Every line from the top of the material through the line holding "#[command(version, about, long_about = None)]" should be copied exactly, and only those lines.

-- Supplied entries follows --

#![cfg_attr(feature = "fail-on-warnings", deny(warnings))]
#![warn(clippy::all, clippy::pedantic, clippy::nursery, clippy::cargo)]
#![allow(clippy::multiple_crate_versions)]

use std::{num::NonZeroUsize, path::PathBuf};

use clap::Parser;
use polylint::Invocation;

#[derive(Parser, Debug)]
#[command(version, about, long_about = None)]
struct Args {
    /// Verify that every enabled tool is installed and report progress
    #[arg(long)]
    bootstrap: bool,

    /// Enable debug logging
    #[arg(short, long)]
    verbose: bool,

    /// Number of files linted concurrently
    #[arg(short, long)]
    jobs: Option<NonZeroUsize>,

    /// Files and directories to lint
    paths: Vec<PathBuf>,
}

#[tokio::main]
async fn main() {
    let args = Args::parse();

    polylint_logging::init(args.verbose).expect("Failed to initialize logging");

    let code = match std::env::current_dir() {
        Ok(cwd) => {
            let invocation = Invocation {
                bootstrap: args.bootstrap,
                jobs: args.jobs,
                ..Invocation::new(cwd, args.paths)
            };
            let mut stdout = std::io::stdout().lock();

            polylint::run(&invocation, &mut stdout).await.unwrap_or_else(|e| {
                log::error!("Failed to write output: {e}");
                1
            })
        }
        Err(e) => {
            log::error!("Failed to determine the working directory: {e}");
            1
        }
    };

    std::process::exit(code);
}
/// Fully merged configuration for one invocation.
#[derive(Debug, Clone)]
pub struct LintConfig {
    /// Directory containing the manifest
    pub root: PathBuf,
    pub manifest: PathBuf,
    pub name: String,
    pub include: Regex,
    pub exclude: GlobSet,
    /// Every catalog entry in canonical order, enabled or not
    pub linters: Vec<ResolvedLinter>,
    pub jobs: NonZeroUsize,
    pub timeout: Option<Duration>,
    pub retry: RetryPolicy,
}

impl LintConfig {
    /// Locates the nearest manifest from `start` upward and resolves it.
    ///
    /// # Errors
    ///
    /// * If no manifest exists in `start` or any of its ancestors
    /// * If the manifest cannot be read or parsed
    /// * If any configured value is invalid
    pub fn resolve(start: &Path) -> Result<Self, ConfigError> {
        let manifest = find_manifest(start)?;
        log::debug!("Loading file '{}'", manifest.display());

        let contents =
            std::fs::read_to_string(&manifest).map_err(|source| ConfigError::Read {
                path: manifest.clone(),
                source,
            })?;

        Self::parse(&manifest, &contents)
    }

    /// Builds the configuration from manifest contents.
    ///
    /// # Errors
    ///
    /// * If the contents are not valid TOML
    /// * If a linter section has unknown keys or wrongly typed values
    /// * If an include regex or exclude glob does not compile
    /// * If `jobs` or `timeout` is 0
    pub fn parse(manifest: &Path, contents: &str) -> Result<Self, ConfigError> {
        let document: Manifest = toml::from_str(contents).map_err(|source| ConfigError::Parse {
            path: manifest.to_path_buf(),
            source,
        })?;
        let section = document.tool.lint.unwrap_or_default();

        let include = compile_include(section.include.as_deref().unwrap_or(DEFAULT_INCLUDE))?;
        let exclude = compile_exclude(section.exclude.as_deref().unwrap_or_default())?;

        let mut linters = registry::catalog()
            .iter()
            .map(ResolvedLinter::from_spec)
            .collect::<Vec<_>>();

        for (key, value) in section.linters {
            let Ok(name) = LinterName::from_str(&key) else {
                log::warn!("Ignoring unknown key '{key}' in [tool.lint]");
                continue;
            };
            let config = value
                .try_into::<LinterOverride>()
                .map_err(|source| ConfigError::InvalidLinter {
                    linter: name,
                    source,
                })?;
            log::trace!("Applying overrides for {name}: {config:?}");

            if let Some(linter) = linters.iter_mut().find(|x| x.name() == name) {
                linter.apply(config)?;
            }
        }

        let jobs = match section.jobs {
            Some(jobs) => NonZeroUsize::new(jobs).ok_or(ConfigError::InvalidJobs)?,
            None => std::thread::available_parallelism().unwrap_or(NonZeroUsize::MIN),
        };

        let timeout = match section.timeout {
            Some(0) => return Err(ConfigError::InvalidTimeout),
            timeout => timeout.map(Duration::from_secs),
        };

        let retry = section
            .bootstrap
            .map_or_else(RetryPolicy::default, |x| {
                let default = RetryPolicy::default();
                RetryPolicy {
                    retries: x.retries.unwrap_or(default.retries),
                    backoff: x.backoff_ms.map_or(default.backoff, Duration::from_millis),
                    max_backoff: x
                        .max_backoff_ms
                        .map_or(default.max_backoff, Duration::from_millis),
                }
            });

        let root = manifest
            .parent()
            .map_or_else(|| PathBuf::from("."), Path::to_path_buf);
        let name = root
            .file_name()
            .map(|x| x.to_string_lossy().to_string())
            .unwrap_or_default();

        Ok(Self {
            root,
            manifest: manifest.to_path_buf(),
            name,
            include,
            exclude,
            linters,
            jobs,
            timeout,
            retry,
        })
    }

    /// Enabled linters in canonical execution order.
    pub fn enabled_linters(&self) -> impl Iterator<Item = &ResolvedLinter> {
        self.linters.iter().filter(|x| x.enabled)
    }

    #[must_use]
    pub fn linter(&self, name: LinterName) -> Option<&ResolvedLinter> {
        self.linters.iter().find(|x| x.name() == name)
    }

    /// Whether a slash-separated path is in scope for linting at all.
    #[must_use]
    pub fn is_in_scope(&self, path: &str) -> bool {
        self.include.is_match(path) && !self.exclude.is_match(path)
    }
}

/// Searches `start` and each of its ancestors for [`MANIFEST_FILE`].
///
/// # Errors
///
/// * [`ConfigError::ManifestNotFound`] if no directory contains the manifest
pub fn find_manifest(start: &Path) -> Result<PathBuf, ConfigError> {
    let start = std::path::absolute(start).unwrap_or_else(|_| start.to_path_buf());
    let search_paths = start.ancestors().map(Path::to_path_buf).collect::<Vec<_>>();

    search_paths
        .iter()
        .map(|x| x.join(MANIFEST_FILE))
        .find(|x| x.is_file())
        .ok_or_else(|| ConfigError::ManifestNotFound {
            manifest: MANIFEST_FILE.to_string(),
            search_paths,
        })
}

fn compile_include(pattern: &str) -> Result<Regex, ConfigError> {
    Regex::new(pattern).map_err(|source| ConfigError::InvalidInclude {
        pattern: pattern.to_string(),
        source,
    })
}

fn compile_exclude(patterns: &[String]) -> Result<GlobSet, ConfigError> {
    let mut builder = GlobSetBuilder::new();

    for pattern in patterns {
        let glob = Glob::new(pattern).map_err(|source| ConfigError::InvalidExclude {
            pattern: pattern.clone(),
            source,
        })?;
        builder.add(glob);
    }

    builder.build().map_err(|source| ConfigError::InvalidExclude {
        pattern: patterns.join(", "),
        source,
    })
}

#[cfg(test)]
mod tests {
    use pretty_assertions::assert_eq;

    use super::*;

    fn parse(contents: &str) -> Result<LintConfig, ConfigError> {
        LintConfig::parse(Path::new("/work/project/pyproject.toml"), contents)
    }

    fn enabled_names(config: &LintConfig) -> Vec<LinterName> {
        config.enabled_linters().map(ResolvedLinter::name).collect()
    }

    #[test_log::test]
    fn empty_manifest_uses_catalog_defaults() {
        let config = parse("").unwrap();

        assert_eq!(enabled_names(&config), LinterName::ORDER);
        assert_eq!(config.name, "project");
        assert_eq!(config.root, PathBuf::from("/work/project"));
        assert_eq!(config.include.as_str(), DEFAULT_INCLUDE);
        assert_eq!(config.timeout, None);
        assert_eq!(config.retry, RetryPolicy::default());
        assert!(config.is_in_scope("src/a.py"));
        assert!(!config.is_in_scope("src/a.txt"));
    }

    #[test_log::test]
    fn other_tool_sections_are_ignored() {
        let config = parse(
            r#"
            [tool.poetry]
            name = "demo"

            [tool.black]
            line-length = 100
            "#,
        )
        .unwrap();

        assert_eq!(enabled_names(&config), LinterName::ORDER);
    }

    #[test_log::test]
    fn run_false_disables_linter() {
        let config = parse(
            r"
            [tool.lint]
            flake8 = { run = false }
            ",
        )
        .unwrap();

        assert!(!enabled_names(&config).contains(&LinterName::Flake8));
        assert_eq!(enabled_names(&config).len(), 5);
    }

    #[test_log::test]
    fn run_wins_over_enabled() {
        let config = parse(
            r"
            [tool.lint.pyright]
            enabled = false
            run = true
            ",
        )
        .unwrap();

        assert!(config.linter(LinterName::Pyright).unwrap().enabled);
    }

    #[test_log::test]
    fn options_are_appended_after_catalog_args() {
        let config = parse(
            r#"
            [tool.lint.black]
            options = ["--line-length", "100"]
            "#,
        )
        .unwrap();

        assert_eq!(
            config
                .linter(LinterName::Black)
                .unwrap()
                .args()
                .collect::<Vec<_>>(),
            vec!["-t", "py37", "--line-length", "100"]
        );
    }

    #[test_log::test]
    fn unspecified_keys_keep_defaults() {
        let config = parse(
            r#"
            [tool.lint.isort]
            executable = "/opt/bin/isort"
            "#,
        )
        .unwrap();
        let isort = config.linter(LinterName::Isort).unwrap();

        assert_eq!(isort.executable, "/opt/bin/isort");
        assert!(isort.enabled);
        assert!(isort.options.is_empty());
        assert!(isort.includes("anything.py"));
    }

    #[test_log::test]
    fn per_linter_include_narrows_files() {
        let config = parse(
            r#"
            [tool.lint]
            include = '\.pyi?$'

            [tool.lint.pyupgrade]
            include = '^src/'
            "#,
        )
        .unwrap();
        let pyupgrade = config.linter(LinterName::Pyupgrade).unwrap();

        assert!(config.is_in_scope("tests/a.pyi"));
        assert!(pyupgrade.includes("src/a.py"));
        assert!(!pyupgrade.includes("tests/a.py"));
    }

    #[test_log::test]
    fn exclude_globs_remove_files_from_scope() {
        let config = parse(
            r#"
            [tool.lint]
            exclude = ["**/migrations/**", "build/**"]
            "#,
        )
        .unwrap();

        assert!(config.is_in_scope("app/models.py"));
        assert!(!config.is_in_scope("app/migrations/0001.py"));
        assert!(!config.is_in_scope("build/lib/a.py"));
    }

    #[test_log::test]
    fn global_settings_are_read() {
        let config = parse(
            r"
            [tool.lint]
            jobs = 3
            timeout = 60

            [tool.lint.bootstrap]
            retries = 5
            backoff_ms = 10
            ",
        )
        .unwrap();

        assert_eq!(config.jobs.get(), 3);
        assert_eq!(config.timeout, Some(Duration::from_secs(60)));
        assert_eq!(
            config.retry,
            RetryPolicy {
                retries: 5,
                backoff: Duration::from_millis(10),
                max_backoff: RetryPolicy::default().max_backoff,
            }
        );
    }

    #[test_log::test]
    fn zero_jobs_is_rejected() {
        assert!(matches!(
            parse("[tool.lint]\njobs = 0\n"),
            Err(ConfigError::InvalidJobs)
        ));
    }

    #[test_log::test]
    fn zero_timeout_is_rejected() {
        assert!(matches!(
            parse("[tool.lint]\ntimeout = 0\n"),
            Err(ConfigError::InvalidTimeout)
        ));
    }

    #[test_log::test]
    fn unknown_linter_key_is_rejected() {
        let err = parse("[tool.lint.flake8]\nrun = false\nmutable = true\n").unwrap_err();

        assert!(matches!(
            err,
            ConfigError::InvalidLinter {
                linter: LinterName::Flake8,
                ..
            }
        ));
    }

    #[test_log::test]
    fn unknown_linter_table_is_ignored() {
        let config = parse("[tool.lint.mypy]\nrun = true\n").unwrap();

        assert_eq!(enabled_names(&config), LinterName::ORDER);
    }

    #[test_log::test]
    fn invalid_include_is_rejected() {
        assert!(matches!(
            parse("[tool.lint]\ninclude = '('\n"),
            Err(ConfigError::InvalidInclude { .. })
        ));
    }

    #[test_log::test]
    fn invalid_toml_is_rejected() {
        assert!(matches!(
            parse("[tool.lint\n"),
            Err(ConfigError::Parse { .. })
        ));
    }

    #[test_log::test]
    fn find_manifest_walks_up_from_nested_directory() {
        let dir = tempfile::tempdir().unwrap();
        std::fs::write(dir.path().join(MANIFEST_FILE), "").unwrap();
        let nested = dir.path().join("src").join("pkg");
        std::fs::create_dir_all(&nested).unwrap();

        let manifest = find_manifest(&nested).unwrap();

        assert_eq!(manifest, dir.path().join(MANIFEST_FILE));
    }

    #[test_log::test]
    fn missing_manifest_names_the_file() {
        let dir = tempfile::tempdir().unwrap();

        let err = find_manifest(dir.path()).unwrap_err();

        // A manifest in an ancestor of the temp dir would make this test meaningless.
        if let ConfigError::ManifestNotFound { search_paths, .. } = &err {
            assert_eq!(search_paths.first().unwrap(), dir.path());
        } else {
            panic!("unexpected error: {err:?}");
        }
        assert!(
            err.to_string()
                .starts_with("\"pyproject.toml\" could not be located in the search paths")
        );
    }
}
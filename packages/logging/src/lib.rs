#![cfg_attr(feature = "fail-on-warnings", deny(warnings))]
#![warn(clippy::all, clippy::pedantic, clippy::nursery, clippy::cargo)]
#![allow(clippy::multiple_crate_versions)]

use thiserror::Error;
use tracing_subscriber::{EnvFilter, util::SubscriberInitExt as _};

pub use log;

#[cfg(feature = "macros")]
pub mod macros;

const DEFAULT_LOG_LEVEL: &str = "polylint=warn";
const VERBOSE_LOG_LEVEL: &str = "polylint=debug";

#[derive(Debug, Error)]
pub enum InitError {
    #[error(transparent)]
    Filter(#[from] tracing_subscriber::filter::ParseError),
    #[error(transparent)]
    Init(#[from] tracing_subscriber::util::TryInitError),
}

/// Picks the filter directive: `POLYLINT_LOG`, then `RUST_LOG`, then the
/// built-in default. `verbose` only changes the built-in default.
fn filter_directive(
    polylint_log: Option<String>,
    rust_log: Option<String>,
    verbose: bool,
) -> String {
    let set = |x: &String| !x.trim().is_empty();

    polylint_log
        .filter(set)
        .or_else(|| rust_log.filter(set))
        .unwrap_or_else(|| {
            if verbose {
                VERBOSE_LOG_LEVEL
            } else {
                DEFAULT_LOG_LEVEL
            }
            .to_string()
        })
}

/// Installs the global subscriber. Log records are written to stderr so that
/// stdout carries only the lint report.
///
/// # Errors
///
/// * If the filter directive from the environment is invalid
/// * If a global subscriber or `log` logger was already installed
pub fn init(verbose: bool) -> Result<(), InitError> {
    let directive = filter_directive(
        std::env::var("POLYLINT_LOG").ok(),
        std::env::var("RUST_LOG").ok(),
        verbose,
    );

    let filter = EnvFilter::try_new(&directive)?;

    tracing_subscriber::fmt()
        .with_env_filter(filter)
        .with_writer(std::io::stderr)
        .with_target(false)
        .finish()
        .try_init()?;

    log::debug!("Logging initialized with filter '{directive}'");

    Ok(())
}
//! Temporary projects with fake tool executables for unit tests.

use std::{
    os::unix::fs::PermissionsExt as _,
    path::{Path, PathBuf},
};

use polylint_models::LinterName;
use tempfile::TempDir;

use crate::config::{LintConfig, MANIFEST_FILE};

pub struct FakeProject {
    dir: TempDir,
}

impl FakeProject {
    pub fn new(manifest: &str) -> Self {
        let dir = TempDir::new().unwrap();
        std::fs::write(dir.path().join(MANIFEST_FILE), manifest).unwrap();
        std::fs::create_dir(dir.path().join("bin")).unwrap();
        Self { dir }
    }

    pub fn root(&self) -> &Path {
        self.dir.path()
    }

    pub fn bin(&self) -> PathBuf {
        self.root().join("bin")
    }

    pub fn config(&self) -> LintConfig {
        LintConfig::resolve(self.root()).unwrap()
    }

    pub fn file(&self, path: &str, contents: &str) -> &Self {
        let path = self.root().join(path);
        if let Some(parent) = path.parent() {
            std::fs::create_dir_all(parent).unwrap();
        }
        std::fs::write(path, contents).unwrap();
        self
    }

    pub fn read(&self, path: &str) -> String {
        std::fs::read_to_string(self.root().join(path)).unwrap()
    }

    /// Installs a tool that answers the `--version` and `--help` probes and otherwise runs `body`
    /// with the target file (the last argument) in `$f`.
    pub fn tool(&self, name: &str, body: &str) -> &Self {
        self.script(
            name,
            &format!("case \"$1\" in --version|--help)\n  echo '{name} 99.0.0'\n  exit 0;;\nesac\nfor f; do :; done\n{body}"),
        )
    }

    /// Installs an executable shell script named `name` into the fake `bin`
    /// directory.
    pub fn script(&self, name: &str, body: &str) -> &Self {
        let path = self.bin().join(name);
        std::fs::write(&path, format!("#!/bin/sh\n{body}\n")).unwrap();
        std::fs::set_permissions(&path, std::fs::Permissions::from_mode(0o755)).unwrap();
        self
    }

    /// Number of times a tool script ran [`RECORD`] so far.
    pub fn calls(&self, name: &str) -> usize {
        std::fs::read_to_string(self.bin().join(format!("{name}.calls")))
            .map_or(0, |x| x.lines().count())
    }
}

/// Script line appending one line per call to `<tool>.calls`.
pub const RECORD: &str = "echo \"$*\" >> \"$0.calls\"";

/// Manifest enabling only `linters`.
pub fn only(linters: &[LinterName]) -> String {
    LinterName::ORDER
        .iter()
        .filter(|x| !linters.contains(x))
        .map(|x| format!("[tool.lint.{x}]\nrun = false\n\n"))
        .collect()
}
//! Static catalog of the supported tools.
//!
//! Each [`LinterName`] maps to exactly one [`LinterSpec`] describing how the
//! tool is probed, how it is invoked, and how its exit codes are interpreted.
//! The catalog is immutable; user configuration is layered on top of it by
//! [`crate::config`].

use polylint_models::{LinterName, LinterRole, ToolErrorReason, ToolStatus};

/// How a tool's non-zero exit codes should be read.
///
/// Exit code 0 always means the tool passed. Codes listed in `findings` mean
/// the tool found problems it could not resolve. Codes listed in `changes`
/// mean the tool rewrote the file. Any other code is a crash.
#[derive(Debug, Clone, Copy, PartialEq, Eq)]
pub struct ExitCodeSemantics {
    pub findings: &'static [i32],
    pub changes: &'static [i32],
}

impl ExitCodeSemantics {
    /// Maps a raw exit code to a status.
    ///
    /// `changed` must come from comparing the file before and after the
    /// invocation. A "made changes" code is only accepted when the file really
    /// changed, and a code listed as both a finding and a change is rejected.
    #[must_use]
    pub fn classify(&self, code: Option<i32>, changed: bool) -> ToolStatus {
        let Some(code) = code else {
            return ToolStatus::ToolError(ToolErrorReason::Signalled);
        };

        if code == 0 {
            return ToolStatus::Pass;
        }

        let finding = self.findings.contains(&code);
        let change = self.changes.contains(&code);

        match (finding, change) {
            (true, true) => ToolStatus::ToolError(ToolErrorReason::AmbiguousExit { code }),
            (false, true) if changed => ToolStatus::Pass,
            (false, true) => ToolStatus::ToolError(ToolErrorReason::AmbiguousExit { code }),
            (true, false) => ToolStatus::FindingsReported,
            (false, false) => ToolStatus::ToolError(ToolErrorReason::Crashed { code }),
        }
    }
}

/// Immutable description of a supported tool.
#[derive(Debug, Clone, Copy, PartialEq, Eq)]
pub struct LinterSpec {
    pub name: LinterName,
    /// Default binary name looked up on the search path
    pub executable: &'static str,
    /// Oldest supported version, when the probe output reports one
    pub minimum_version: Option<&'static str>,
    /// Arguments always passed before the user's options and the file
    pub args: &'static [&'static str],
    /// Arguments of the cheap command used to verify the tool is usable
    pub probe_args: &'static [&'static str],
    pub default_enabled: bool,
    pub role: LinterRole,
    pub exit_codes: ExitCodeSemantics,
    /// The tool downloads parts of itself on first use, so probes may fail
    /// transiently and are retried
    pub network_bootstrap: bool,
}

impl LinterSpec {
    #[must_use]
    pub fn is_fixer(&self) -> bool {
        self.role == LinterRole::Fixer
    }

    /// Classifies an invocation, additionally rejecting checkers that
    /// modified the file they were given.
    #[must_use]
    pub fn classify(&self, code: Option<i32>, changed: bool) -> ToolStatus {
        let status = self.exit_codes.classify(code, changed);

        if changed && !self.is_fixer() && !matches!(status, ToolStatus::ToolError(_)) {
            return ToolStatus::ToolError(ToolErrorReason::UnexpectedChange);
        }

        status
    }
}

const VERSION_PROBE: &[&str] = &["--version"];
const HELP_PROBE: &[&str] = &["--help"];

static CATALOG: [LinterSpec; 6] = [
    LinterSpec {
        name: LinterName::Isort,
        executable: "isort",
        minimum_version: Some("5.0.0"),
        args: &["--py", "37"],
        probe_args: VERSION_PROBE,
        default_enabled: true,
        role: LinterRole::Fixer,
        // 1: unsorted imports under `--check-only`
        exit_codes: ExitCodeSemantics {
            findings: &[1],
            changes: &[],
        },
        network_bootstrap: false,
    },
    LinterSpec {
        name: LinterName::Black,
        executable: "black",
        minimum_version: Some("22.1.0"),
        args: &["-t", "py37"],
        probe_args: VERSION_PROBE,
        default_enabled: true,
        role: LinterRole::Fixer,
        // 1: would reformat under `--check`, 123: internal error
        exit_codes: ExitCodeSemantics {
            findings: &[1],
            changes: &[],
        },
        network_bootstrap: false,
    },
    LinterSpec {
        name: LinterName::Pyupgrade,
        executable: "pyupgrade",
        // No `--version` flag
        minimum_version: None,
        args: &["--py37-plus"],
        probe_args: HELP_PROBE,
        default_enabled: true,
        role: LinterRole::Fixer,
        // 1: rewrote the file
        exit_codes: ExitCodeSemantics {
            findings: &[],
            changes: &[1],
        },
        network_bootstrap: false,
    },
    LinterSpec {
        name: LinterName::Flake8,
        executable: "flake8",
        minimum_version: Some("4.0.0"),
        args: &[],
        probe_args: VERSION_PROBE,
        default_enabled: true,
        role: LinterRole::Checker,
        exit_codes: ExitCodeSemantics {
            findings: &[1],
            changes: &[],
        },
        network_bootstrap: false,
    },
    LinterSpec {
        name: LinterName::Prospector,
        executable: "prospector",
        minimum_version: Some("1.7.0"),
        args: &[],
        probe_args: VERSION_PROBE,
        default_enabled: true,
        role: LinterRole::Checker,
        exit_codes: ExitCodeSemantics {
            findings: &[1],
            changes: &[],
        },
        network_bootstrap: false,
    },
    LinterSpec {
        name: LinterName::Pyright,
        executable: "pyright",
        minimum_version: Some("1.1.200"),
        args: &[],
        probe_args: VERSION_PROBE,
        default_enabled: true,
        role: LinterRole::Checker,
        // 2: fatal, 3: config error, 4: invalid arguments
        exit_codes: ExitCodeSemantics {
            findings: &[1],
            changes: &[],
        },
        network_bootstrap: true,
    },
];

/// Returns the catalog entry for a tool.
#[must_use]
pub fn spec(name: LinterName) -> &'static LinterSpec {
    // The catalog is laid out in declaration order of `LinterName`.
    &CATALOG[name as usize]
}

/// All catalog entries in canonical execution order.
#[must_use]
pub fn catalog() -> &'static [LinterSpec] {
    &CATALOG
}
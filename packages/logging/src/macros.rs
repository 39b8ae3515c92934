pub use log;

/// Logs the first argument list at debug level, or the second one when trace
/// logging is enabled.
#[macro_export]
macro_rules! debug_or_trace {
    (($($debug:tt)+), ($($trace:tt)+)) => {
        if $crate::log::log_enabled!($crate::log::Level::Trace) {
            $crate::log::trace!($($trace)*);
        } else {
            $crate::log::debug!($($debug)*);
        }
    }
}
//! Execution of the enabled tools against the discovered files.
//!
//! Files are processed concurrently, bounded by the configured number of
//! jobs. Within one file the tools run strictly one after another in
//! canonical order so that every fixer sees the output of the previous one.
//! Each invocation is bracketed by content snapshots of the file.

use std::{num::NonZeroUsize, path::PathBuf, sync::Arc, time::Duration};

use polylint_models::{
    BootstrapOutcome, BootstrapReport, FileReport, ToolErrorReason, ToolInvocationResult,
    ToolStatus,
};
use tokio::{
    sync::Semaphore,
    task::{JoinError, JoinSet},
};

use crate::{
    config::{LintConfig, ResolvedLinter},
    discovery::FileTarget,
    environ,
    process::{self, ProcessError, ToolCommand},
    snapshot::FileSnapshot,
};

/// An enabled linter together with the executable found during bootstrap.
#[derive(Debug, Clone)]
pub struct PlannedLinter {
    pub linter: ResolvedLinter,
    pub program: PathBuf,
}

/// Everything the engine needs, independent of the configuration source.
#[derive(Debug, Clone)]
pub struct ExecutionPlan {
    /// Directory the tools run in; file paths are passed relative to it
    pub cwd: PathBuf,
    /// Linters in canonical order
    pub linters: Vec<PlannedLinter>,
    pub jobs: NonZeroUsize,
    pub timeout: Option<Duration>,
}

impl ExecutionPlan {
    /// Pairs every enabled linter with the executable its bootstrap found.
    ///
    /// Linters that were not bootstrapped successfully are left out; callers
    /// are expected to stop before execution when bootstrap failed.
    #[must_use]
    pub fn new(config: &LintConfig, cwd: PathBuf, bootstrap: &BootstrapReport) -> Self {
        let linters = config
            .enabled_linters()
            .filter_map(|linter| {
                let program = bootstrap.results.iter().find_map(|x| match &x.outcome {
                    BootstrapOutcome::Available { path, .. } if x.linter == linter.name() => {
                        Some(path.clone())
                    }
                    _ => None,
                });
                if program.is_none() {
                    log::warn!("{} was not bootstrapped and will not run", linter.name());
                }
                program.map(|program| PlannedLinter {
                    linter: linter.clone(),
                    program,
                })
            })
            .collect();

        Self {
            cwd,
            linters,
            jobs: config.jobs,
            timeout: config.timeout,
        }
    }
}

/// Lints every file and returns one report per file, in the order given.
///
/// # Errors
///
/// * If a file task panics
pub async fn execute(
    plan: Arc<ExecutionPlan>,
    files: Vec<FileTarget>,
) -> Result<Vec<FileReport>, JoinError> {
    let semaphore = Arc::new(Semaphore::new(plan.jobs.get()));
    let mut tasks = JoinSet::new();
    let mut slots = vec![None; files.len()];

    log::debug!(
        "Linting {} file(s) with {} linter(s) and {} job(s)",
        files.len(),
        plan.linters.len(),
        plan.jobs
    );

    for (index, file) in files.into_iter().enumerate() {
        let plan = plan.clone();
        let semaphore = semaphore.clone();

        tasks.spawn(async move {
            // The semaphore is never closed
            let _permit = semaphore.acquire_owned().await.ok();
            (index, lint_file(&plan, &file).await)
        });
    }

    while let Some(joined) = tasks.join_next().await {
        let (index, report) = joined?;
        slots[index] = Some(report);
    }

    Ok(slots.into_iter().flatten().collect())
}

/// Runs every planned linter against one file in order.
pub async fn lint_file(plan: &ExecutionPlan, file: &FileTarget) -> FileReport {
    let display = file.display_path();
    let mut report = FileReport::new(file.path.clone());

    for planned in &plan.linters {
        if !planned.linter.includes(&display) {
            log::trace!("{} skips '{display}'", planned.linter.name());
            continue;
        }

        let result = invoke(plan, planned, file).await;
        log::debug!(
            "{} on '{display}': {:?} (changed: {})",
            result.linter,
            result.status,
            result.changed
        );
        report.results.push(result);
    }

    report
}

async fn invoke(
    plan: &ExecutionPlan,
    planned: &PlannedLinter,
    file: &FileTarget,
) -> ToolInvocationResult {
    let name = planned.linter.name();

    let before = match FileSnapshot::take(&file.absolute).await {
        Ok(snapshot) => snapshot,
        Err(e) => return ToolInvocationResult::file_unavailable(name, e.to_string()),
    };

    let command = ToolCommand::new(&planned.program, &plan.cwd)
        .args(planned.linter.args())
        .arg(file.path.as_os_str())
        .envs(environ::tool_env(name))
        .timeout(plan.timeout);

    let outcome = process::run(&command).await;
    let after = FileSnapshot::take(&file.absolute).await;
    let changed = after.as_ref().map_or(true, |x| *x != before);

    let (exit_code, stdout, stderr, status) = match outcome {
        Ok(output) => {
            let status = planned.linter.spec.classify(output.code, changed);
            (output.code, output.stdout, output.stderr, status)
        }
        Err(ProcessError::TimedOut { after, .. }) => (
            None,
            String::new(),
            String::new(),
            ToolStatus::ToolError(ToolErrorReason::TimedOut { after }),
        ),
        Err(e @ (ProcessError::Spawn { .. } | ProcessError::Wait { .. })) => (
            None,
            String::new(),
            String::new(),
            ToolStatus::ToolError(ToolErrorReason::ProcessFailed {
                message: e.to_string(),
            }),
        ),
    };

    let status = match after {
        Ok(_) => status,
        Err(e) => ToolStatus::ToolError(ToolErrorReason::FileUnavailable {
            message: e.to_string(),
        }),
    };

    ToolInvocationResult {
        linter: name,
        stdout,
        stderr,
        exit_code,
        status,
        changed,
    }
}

-- Supplied entries concluded --

Answer section:
#![cfg_attr(feature = "fail-on-warnings", deny(warnings))]
#![warn(clippy::all, clippy::pedantic, clippy::nursery, clippy::cargo)]
#![allow(clippy::multiple_crate_versions)]

use std::{num::NonZeroUsize, path::PathBuf};

use clap::Parser;
use polylint::Invocation;

#[derive(Parser, Debug)]
#[command(version, about, long_about = None)]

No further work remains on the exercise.